George was as near a breach with the Austrians. After all that this country had done for that court, our ambassador, lord Hyndford, had been treated with the grossest insolence; and George was compelled to assume a decided tone, and inform the emperor and empress that, unless they made the necessary amends, he would enter into an alliance with France and Prussia against them. He recalled lord Hyndford; but then, as his lordship took his leave, the emperor, who was much less arrogant than Maria Theresa, expressed to him his sense of the great obligations Austria lay under to England, and offered to meet the views of the king. In fact, the whole had arisen out of the negotiations with the palatinate, and the petty difficulties were rendered more petty and intricate by George seeking some private advantage of his own from the palatinate, which was kept secret from Newcastle, who carried on the main treaty. So deeply were the name and honour of England in this sordid reign implicated by its sovereign! George and the elector-palatine came to an understanding; but Austria would never become a party to the arrangement, and so it fell through.

George and his minister returned to England only to step into the atmosphere of fresh discords. The court of the princess of Wales was rent by disunions on the subject of the young prince's tutors.

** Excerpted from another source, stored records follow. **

//! Canny edge detection on already-smoothed rasters.
//!
//! Derived from `imageproc::edges::canny`, with three differences:
//!
//! 1. No internal Gaussian blur. The locators run Canny on closed binary
//!    masks or on frames that were blurred earlier in the pipeline, and a
//!    second blur rounds off the blade corners the line detector needs.
//!
//! 2. Hysteresis checks all 8 neighbours and bounds-checks each one, so
//!    tracing that reaches the image border never underflows a `u32`
//!    coordinate (upstream issue image-rs/imageproc#705).
//!
//! 3. Thresholds are clamped to [`MIN_THRESHOLD`] and `low <= high`
//!    instead of asserting.

use image::{GrayImage, ImageBuffer, Luma};
use imageproc::filter::filter_clamped;
use imageproc::kernel;

/// Minimum allowed Canny threshold.
///
/// A low threshold of zero marks every pixel with any gradient as a
/// candidate edge, flooding the Hough accumulators downstream.
pub const MIN_THRESHOLD: f32 = 1.0;
const _: () = assert!(MIN_THRESHOLD > 0.0);

type Magnitude = ImageBuffer<Luma<f32>, Vec<f32>>;
type Gradient = ImageBuffer<Luma<i16>, Vec<i16>>;

/// Detect edges using the Canny algorithm.
///
/// Returns a binary image: 255 for edge pixels, 0 for non-edge. Pixels
/// with L2 gradient magnitude at or above `high_threshold` are definite
/// edges; those at or above `low_threshold` are edges only if connected
/// to a definite edge.
#[must_use = "returns the binary edge map"]
pub fn canny(image: &GrayImage, low_threshold: f32, high_threshold: f32) -> GrayImage {
    let high = high_threshold.max(MIN_THRESHOLD);
    let low = low_threshold.max(MIN_THRESHOLD).min(high);

    let (w, h) = image.dimensions();
    if w < 3 || h < 3 {
        return GrayImage::new(w, h);
    }

    let gx: Gradient = filter_clamped(image, kernel::SOBEL_HORIZONTAL_3X3);
    let gy: Gradient = filter_clamped(image, kernel::SOBEL_VERTICAL_3X3);
    let magnitude = Magnitude::from_fn(w, h, |x, y| {
        let dx = f32::from(gx.get_pixel(x, y).0[0]);
        let dy = f32::from(gy.get_pixel(x, y).0[0]);
        Luma([dx.hypot(dy)])
    });

    let thinned = non_maximum_suppression(&magnitude, &gx, &gy);
    hysteresis(&thinned, low, high)
}

/// Keep only pixels that are maximal along their gradient direction.
fn non_maximum_suppression(g: &Magnitude, gx: &Gradient, gy: &Gradient) -> Magnitude {
    let (w, h) = g.dimensions();
    let mut out = Magnitude::new(w, h);
    for y in 1..h - 1 {
        for x in 1..w - 1 {
            let here = g.get_pixel(x, y).0[0];
            if here == 0.0 {
                continue;
            }
            let dx = f32::from(gx.get_pixel(x, y).0[0]);
            let dy = f32::from(gy.get_pixel(x, y).0[0]);
            let mut angle = dy.atan2(dx).to_degrees();
            if angle < 0.0 {
                angle += 180.0;
            }
            let (a, b) = if !(22.5..157.5).contains(&angle) {
                ((x - 1, y), (x + 1, y))
            } else if angle < 67.5 {
                ((x + 1, y + 1), (x - 1, y - 1))
            } else if angle < 112.5 {
                ((x, y - 1), (x, y + 1))
            } else {
                ((x - 1, y + 1), (x + 1, y - 1))
            };
            if here >= g.get_pixel(a.0, a.1).0[0] && here >= g.get_pixel(b.0, b.1).0[0] {
                out.put_pixel(x, y, Luma([here]));
            }
        }
    }
    out
}

/// Depth-first edge tracking from strong pixels through weak ones.
fn hysteresis(input: &Magnitude, low: f32, high: f32) -> GrayImage {
    const NEIGHBOURS: [(i64, i64); 8] = [
        (-1, -1),
        (0, -1),
        (1, -1),
        (-1, 0),
        (1, 0),
        (-1, 1),
        (0, 1),
        (1, 1),
    ];

    let (w, h) = input.dimensions();
    let mut out = GrayImage::new(w, h);
    let mut stack = Vec::new();
    for y in 0..h {
        for x in 0..w {
            if input.get_pixel(x, y).0[0] < high || out.get_pixel(x, y).0[0] != 0 {
                continue;
            }
            out.put_pixel(x, y, Luma([255]));
            stack.push((x, y));
            while let Some((cx, cy)) = stack.pop() {
                for (dx, dy) in NEIGHBOURS {
                    let (Ok(nx), Ok(ny)) = (
                        u32::try_from(i64::from(cx) + dx),
                        u32::try_from(i64::from(cy) + dy),
                    ) else {
                        continue;
                    };
                    if nx >= w || ny >= h {
                        continue;
                    }
                    if input.get_pixel(nx, ny).0[0] >= low && out.get_pixel(nx, ny).0[0] == 0 {
                        out.put_pixel(nx, ny, Luma([255]));
                        stack.push((nx, ny));
                    }
                }
            }
        }
    }
    out
}

#[cfg(test)]
mod tests {
    use super::*;
    use crate::threshold::count_foreground;

    /// 20x20 image with a sharp vertical boundary at x = 10.
    fn sharp_edge_image() -> GrayImage {
        GrayImage::from_fn(20, 20, |x, _y| if x < 10 { Luma([0]) } else { Luma([255]) })
    }

    #[test]
    fn blank_image_produces_no_edges() {
        let edges = canny(&GrayImage::from_pixel(20, 20, Luma([128])), 50.0, 150.0);
        assert_eq!(count_foreground(&edges), 0);
    }

    #[test]
    fn sharp_edge_detected_near_boundary() {
        let edges = canny(&sharp_edge_image(), 127.0, 255.0);
        assert!(count_foreground(&edges) > 0);
        for (x, _, p) in edges.enumerate_pixels() {
            if p.0[0] > 0 {
                assert!((8..=11).contains(&x), "edge pixel at x={x}");
            }
        }
    }

    #[test]
    fn border_edge_does_not_panic() {
        let img = GrayImage::from_fn(10, 10, |x, _| Luma([if x == 1 { 255 } else { 0 }]));
        let _edges = canny(&img, 1.0, 2.0);
    }

    #[test]
    fn output_dimensions_match_input() {
        assert_eq!(canny(&GrayImage::new(17, 31), 50.0, 150.0).dimensions(), (17, 31));
        assert_eq!(canny(&GrayImage::new(2, 9), 50.0, 150.0).dimensions(), (2, 9));
    }

    #[test]
    fn zero_low_threshold_is_clamped_to_min() {
        let img = sharp_edge_image();
        assert_eq!(canny(&img, 0.0, 150.0), canny(&img, MIN_THRESHOLD, 150.0));
    }

    #[test]
    fn low_above_high_is_clamped() {
        let img = sharp_edge_image();
        assert_eq!(canny(&img, 200.0, 100.0), canny(&img, 100.0, 100.0));
    }

    #[test]
    fn edges_of_a_filled_disk_form_a_ring() {
        let disk = GrayImage::from_fn(40, 40, |x, y| {
            let dx = i64::from(x) - 20;
            let dy = i64::from(y) - 20;
            Luma([if dx * dx + dy * dy <= 100 { 255 } else { 0 }])
        });
        let edges = canny(&disk, 127.0, 255.0);
        assert_eq!(edges.get_pixel(20, 20).0[0], 0);
        assert!(count_foreground(&edges) > 30);
    }
}
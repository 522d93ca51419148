//! Progress events from the automation worker to the presentation layer.
//!
//! Events flow one way through an unbounded channel. Sending never
//! blocks, and a receiver that has gone away is ignored so a closed
//! display never stalls or aborts a run.

use std::sync::Arc;

use crossbeam_channel::{Receiver, Sender, unbounded};
use zebracut_vision::Keypoint;

use crate::devices::AxisId;

/// Something the operator display may want to show.
#[derive(Debug, Clone, PartialEq)]
pub enum AutomationEvent {
    /// An axis reached a new position.
    Position {
        /// Axis that moved.
        axis: AxisId,
        /// Position read back after the move.
        position: f64,
    },
    /// Progress message.
    Info(String),
    /// Specimen-level failure message.
    Error(String),
    /// The keypoint pair about to be used for motion.
    Keypoints {
        /// Anatomical target.
        target: Keypoint,
        /// Scissor tip.
        tool: Keypoint,
    },
    /// The full annotation list for the displayed frame. Empty clears.
    Annotations(Arc<[Keypoint]>),
    /// Every specimen has been visited.
    Finished,
    /// The run stopped early on operator request.
    Aborted,
}

/// Sending half of the event channel.
#[derive(Debug, Clone)]
pub struct EventSender {
    tx: Option<Sender<AutomationEvent>>,
}

impl EventSender {
    /// A sender that drops every event.
    #[must_use]
    pub const fn disabled() -> Self {
        Self { tx: None }
    }

    /// Publish `event` without blocking.
    pub fn emit(&self, event: AutomationEvent) {
        if let Some(tx) = &self.tx
            && tx.send(event).is_err()
        {
            tracing::trace!("event receiver disconnected");
        }
    }

    /// Publish a progress message, also logged at `info`.
    pub fn info(&self, message: impl Into<String>) {
        let message = message.into();
        tracing::info!("{message}");
        self.emit(AutomationEvent::Info(message));
    }

    /// Publish a failure message, also logged at `warn`.
    pub fn error(&self, message: impl Into<String>) {
        let message = message.into();
        tracing::warn!("{message}");
        self.emit(AutomationEvent::Error(message));
    }

    /// Publish an axis position.
    pub fn position(&self, axis: AxisId, position: f64) {
        self.emit(AutomationEvent::Position { axis, position });
    }
}

/// Create a connected sender/receiver pair.
#[must_use]
pub fn channel() -> (EventSender, Receiver<AutomationEvent>) {
    let (tx, rx) = unbounded();
    (EventSender { tx: Some(tx) }, rx)
}
//! Validated motion.
//!
//! Every move the core issues is checked against the axis' safe travel
//! and speed range before the command leaves the process, then followed
//! by a settle wait. Positions are re-read from the device around every
//! move; nothing here caches them.

use serde::{Deserialize, Serialize};

use crate::devices::{AxisId, DeviceError, MotionAxis};
use crate::pacer::{Pacer, settle_time};

/// Safe travel and speed range of one axis, in the axis' own units.
#[derive(Debug, Clone, Copy, PartialEq, Serialize, Deserialize)]
pub struct AxisLimits {
    /// Lowest reachable position.
    pub min_position: f64,
    /// Highest reachable position.
    pub max_position: f64,
    /// Lowest accepted speed.
    pub min_speed: f64,
    /// Highest accepted speed.
    pub max_speed: f64,
}

impl AxisLimits {
    /// Check that `target` is reachable at `speed`.
    ///
    /// # Errors
    ///
    /// Returns [`MotionError::AxisUnreachable`] or
    /// [`MotionError::InvalidSpeed`]; nothing is sent to the device.
    pub fn check(&self, axis: AxisId, target: f64, speed: f64) -> Result<(), MotionError> {
        if !(self.min_position..=self.max_position).contains(&target) {
            return Err(MotionError::AxisUnreachable {
                axis,
                target,
                min: self.min_position,
                max: self.max_position,
            });
        }
        if !(self.min_speed..=self.max_speed).contains(&speed) {
            return Err(MotionError::InvalidSpeed {
                axis,
                speed,
                min: self.min_speed,
                max: self.max_speed,
            });
        }
        Ok(())
    }
}

/// A move could not be carried out.
#[derive(Debug, Clone, PartialEq, thiserror::Error)]
pub enum MotionError {
    /// The target lies outside the axis' safe travel.
    #[error("{axis} target {target} is out of reach [{min}, {max}]")]
    AxisUnreachable {
        /// Axis that was asked to move.
        axis: AxisId,
        /// Requested absolute position.
        target: f64,
        /// Lower travel limit.
        min: f64,
        /// Upper travel limit.
        max: f64,
    },

    /// The requested speed is outside the axis' accepted range.
    #[error("{axis} speed {speed} is invalid [{min}, {max}]")]
    InvalidSpeed {
        /// Axis that was asked to move.
        axis: AxisId,
        /// Requested speed.
        speed: f64,
        /// Lower speed limit.
        min: f64,
        /// Upper speed limit.
        max: f64,
    },

    /// The device failed while executing the move.
    #[error(transparent)]
    Device(#[from] DeviceError),
}

/// Speed and settle margin used for a batch of moves.
#[derive(Debug, Clone, Copy, PartialEq)]
pub struct MoveProfile {
    /// Commanded speed.
    pub speed: f64,
    /// Settle wait is `distance / speed * settle_multiplier`.
    pub settle_multiplier: f64,
}

/// One axis together with its identity and limits.
pub struct GuardedAxis<'a> {
    /// Which axis this is, for errors and events.
    pub id: AxisId,
    /// The device.
    pub axis: &'a mut dyn MotionAxis,
    /// Its safe range.
    pub limits: AxisLimits,
}

impl GuardedAxis<'_> {
    /// Validate and issue a relative move, then wait for it to settle.
    ///
    /// Returns the position read back after the move.
    ///
    /// # Errors
    ///
    /// Returns a [`MotionError`] if validation rejects the move (no
    /// command is sent) or the device fails.
    pub fn move_by(
        &mut self,
        delta: f64,
        profile: MoveProfile,
        pacer: &dyn Pacer,
    ) -> Result<f64, MotionError> {
        let current = self.axis.position()?;
        self.limits.check(self.id, current + delta, profile.speed)?;
        self.axis.move_relative(delta, profile.speed)?;
        pacer.wait(settle_time(delta, profile.speed, profile.settle_multiplier));
        Ok(self.axis.position()?)
    }

    /// Validate and issue an absolute move, then wait for it to settle.
    ///
    /// The settle wait is based on the distance from the position read
    /// just before the move. Returns the position read back afterwards.
    ///
    /// # Errors
    ///
    /// Returns a [`MotionError`] if validation rejects the move (no
    /// command is sent) or the device fails.
    pub fn move_to(
        &mut self,
        target: f64,
        profile: MoveProfile,
        pacer: &dyn Pacer,
    ) -> Result<f64, MotionError> {
        self.limits.check(self.id, target, profile.speed)?;
        let current = self.axis.position()?;
        self.axis.move_absolute(target, profile.speed)?;
        pacer.wait(settle_time(
            target - current,
            profile.speed,
            profile.settle_multiplier,
        ));
        Ok(self.axis.position()?)
    }
}

#[cfg(test)]
#[allow(clippy::unwrap_used)]
mod tests {
    use super::*;
    use crate::sim::{Command, CommandLog, RecordingPacer, SimAxis};

    const LIMITS: AxisLimits = AxisLimits {
        min_position: 0.1,
        max_position: 99.9,
        min_speed: 0.0,
        max_speed: 20.0,
    };

    const PROFILE: MoveProfile = MoveProfile {
        speed: 0.8,
        settle_multiplier: 0.2,
    };

    #[test]
    fn check_accepts_bounds_inclusive() {
        assert!(LIMITS.check(AxisId::L1, 0.1, 0.0).is_ok());
        assert!(LIMITS.check(AxisId::L1, 99.9, 20.0).is_ok());
    }

    #[test]
    fn check_rejects_unreachable_target() {
        let err = LIMITS.check(AxisId::L2, 100.0, 1.0).unwrap_err();
        assert_eq!(
            err,
            MotionError::AxisUnreachable {
                axis: AxisId::L2,
                target: 100.0,
                min: 0.1,
                max: 99.9
            }
        );
    }

    #[test]
    fn check_rejects_speed() {
        let err = LIMITS.check(AxisId::L1, 50.0, 25.0).unwrap_err();
        assert!(
            matches!(err, MotionError::InvalidSpeed { speed, .. } if (speed - 25.0).abs() < 1e-12)
        );
    }

    #[test]
    fn relative_move_settles_and_reads_back() {
        let log = CommandLog::new();
        let mut axis = SimAxis::new(AxisId::L1, 10.0, log.clone());
        let pacer = RecordingPacer::default();
        let mut guarded = GuardedAxis {
            id: AxisId::L1,
            axis: &mut axis,
            limits: LIMITS,
        };
        let after = guarded.move_by(2.0, PROFILE, &pacer).unwrap();
        assert!((after - 12.0).abs() < 1e-12);
        assert_eq!(
            log.commands(),
            vec![Command::MoveRelative {
                axis: AxisId::L1,
                delta: 2.0,
                speed: 0.8
            }]
        );
        let waits = pacer.waits();
        assert_eq!(waits.len(), 1);
        assert!((waits[0].as_secs_f64() - 0.5).abs() < 1e-9);
    }

    #[test]
    fn rejected_move_sends_nothing() {
        let log = CommandLog::new();
        let mut axis = SimAxis::new(AxisId::L1, 99.0, log.clone());
        let pacer = RecordingPacer::default();
        let mut guarded = GuardedAxis {
            id: AxisId::L1,
            axis: &mut axis,
            limits: LIMITS,
        };
        let err = guarded.move_by(2.0, PROFILE, &pacer).unwrap_err();
        assert!(matches!(err, MotionError::AxisUnreachable { .. }));
        assert!(log.commands().is_empty());
        assert!(pacer.waits().is_empty());
    }

    #[test]
    fn absolute_move_settles_by_distance() {
        let log = CommandLog::new();
        let mut axis = SimAxis::new(AxisId::L2, 20.0, log);
        let pacer = RecordingPacer::default();
        let mut guarded = GuardedAxis {
            id: AxisId::L2,
            axis: &mut axis,
            limits: LIMITS,
        };
        let after = guarded.move_to(16.0, PROFILE, &pacer).unwrap();
        assert!((after - 16.0).abs() < 1e-12);
        assert!((pacer.waits()[0].as_secs_f64() - 1.0).abs() < 1e-9);
    }

    #[test]
    fn device_failure_is_propagated() {
        let log = CommandLog::new();
        let mut axis = SimAxis::new(AxisId::X, 10.0, log);
        axis.fail_with(DeviceError::Disconnected);
        let pacer = RecordingPacer::default();
        let mut guarded = GuardedAxis {
            id: AxisId::X,
            axis: &mut axis,
            limits: LIMITS,
        };
        let err = guarded.move_by(1.0, PROFILE, &pacer).unwrap_err();
        assert_eq!(err, MotionError::Device(DeviceError::Disconnected));
    }
}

The princess had taken a great dislike to lord Harcourt and the bishop of Norwich. She complained that these two chief preceptors were generally away in the country, and therefore she could not see of what use they were to the prince. She consulted much with her late husband's adherent, Bubb Dodington, and asked him what was the good of stuffing the prince with logic and books? Dodington said, "Very little; it would be better for him to study men and the business of the world. For his part, he had got on very well without books; and the prince had best make friends of the friends of his late father" - which meant, be brought up to perpetuate the opposition to his grandfather.

On the other hand, the bishop and lord Harcourt complained of being treated with neglect and indignity - lord Harcourt of being left waiting in the hall at Kew amongst the servants. Both he and the bishop complained that Stone and Scott were treated with much greater respect by the princess than themselves, and that all the real business of education was confided to them. When the king arrived from Hanover on the 18th of November, they requested an audience to lay their complaints before him. George refused to entertain the subject himself, but deputed archbishop Potter and lord Hardwicke to hear them. They declined making these statements to any one but the king, tendered their resignations, and these were accepted.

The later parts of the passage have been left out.